Black Africans were prohibited from attending "white" churches under the Churches Native Laws Amendment Act (1957). This was never rigidly enforced, and churches were one of the few places races could mix without the interference of the law.

Most blacks were stripped of their South African citizenship when the "homelands" were declared "independent". They thus were no longer able to apply for South African passports. A passport was a privilege, not a right, and the government saw fit not to grant many applications by blacks

 
ellisstreet 2017-01-09 02:53:00 

On 21 March 1960, black people congregated in Sharpeville, a township near Vereeniging, to demonstrate against the requirement for blacks to carry identity cards (under the Pass Law). Estimates of the size of the crowd vary wildly, from as low as 300 to as high as 20,000. The crowd converged on the local police station, singing and offering themselves up for arrest for not carrying their pass books. A group of about 300 police opened fire on the demonstrators, killing 69 and injuring 186. All the victims were black, and most of them had been shot in the back. The event became known as the Sharpeville Massacre. In its aftermath the government banned the African National Congress (ANC) and the Pan Africanist Congress (PAC).

 
ellisstreet 2017-01-09 02:53:57 

The South African Students' Organisation under the charismatic leadership of Steve Biko. Biko, a medical student, was the main force behind the growth of South Africa's Black Consciousness Movement, which stressed the need for psychological liberation, black pride, and non-violent opposition to apartheid.

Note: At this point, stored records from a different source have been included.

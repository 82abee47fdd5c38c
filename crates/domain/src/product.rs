//! Product inventory rows.

use common::ProductId;
use serde::{Deserialize, Serialize};

use crate::order::Money;

/// A product's sellable stock and price.
///
/// `quantity` only ever decreases through a compare-and-swap reservation.
#[derive(Debug, Clone, PartialEq, Eq, Serialize, Deserialize)]
pub struct ProductRecord {
    pub id: ProductId,
    pub name: String,
    pub unit_price: Money,
    pub quantity: u64,
}

impl ProductRecord {
    pub fn new(id: ProductId, name: impl Into<String>, unit_price: Money, quantity: u64) -> Self {
        Self {
            id,
            name: name.into(),
            unit_price,
            quantity,
        }
    }

    /// Returns true if `count` units can be taken from the current stock.
    pub fn has_stock_for(&self, count: u64) -> bool {
        self.quantity >= count
    }
}
//! Payment records returned by the payment authority.

use common::{OrderId, UserId};
use serde::{Deserialize, Serialize};

use crate::order::Money;

/// Outcome of a charge as reported by the payment authority.
#[derive(Debug, Clone, Copy, PartialEq, Eq, Hash, Serialize, Deserialize, Default)]
#[serde(rename_all = "lowercase")]
pub enum PaymentStatus {
    #[default]
    Pending,
    Success,
    Failed,
}

impl PaymentStatus {
    pub fn as_str(&self) -> &'static str {
        match self {
            PaymentStatus::Pending => "pending",
            PaymentStatus::Success => "success",
            PaymentStatus::Failed => "failed",
        }
    }
}

impl std::fmt::Display for PaymentStatus {
    fn fmt(&self, f: &mut std::fmt::Formatter<'_>) -> std::fmt::Result {
        write!(f, "{}", self.as_str())
    }
}

/// How the user pays. Orders created by the orchestrator are charged as cash.
#[derive(Debug, Clone, Copy, PartialEq, Eq, Hash, Serialize, Deserialize, Default)]
#[serde(rename_all = "lowercase")]
pub enum PaymentMethod {
    #[default]
    Cash,
    Card,
}

impl PaymentMethod {
    pub fn as_str(&self) -> &'static str {
        match self {
            PaymentMethod::Cash => "cash",
            PaymentMethod::Card => "card",
        }
    }
}

impl std::fmt::Display for PaymentMethod {
    fn fmt(&self, f: &mut std::fmt::Formatter<'_>) -> std::fmt::Result {
        write!(f, "{}", self.as_str())
    }
}

/// A single charge attempt for an order.
#[derive(Debug, Clone, PartialEq, Eq, Serialize, Deserialize)]
pub struct Payment {
    pub id: String,
    pub order_id: OrderId,
    pub user_id: UserId,
    pub amount: Money,
    pub method: PaymentMethod,
    pub status: PaymentStatus,
}

impl Payment {
    /// Returns true if the authority accepted the charge.
    pub fn is_successful(&self) -> bool {
        self.status == PaymentStatus::Success
    }
}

In September 1977, Steve Biko was arrested. unidentified security police beat him until he lapsed into a coma; he went without medical treatment for three days and finally died in Pretoria. At the subsequent inquest, the magistrate ruled that no one was to blame, although the South African Medical Association eventually took action against the doctors who had failed to treat Biko. South Africa was never to be the same again.

 
ellisstreet 2017-01-09 02:55:07 

Many of the inequalities created and maintained by apartheid still remain in South Africa. The country has one of the most unequal income distribution patterns in the world: approximately 60% of the population earns less than R42,000 per annum (about US$7,000), whereas 2.2% of the population has an income exceeding R360,000 per annum (about US$50,000). Poverty in South Africa is still largely defined by skin colour, with black people making up around 90% of the country's poor.

Subsequently, the government has implemented a policy of Black Economic Empowerment. Eighty percent of farming land still remains in the hands of white farmers; the requirement that claimants for restoration of land seized during the apartheid era make a contribution towards the cost of the land "excludes the poorest layers of the population altogether", while a large number of white farmers have been murdered since 1994 in what campaign groups claim is a campaign of genocide.

The government has passed affirmative action laws and what they call employment equity targets. In terms of this, companies are assessed on the government's Black Economic Empowerment (BEE) policy. Government contracts and a few in the private sector are also preferentially awarded to companies with good BEE ratings. Appointments in local, provincial and national government are frequently dictated by affirmative action

 
ponderiver 2017-01-09 03:16:19 

In reply to ellisstreet

Thanks for sharing....... I make no apologies i am for affirmative action in SA

 
mikesiva 2017-01-09 05:13:15 

In reply to ponderiver

Ditto....
cool

 
Khaga 2017-01-09 09:15:56 

Thanks for sharing this cricket history in the Rumshop..I am glad it is not lost in the backroom drivel..

 
camos 2017-01-09 09:40:11 

and guys here talking against quota on the cricket team!